▶ **Your assignment**:
Whenever the word "constants" appears in a line of the data below, copy that line.

▶ **Data extract**:
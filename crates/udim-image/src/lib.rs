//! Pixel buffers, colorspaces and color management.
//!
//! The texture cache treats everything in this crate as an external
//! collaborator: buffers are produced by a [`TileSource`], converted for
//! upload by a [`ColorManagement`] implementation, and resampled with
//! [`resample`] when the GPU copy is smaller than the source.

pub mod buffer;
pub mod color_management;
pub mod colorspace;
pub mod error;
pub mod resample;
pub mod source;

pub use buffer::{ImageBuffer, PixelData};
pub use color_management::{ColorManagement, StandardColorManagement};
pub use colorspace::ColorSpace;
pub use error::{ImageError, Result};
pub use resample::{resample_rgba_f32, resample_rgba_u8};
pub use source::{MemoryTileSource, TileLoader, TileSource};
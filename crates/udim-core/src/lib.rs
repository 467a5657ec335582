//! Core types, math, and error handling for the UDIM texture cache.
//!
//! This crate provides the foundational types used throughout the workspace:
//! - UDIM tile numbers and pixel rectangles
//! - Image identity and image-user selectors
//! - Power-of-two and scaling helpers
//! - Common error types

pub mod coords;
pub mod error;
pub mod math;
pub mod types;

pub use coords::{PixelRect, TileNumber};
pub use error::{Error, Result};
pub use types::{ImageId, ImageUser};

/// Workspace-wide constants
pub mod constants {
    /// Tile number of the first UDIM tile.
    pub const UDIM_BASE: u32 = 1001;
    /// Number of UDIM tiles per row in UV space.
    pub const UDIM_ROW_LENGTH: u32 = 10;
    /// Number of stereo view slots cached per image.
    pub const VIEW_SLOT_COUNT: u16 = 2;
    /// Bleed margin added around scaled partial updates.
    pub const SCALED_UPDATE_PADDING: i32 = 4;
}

---

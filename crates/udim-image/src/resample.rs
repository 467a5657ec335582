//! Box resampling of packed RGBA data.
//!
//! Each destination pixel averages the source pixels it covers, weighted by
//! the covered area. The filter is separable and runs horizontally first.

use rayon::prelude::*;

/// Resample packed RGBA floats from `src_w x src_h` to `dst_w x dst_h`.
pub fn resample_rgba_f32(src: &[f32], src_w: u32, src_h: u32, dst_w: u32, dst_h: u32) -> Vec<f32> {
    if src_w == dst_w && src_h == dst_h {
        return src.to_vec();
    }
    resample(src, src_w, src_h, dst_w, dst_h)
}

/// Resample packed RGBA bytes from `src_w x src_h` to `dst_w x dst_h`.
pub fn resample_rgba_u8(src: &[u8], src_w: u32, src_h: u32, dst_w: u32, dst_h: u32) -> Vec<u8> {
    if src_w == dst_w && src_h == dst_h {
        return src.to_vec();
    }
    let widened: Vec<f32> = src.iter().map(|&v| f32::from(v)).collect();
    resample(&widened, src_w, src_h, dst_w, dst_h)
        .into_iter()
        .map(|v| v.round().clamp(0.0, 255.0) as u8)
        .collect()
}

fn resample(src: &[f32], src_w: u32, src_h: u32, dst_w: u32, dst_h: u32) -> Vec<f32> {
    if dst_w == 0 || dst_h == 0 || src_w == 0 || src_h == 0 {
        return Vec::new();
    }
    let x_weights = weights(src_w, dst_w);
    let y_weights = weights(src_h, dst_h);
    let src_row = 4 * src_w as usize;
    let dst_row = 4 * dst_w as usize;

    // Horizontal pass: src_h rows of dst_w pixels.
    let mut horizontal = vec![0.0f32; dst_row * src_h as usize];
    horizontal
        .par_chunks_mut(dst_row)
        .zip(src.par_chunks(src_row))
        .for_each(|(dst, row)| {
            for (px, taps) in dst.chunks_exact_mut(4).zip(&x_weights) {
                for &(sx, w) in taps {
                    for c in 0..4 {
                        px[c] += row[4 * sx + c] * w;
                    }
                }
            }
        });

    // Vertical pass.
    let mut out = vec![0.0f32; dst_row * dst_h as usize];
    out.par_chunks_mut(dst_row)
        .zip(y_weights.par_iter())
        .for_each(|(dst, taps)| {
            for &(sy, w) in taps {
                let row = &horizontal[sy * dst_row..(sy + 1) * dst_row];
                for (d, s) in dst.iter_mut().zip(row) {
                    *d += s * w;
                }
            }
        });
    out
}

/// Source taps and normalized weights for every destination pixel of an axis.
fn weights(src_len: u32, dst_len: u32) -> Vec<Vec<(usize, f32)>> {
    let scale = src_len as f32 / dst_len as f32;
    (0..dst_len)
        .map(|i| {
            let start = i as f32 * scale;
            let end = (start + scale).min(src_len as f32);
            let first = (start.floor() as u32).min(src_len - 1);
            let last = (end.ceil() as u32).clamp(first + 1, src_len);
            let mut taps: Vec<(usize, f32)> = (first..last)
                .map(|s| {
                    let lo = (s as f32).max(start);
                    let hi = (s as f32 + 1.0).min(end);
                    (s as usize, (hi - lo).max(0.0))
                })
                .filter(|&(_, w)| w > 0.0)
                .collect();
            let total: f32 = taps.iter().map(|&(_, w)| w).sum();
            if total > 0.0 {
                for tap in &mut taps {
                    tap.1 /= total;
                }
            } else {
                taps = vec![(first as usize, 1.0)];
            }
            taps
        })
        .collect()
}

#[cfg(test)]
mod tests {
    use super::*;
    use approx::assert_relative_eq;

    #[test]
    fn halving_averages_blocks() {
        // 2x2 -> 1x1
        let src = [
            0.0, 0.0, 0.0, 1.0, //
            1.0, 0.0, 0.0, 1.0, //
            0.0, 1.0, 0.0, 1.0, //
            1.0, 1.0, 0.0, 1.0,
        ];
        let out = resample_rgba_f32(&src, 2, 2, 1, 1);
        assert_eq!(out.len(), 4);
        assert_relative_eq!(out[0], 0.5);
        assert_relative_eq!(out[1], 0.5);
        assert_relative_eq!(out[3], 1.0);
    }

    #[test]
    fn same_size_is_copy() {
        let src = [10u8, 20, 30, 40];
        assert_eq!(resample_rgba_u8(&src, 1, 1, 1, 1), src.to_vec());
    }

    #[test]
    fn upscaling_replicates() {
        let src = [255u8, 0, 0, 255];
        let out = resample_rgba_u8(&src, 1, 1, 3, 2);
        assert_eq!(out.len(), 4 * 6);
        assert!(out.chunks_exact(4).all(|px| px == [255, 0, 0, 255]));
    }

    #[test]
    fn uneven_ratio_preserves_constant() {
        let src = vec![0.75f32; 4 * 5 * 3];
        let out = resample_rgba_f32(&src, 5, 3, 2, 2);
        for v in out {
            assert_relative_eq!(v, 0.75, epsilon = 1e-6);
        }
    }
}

▶ **Answer below**:
/// Workspace-wide constants
pub mod constants {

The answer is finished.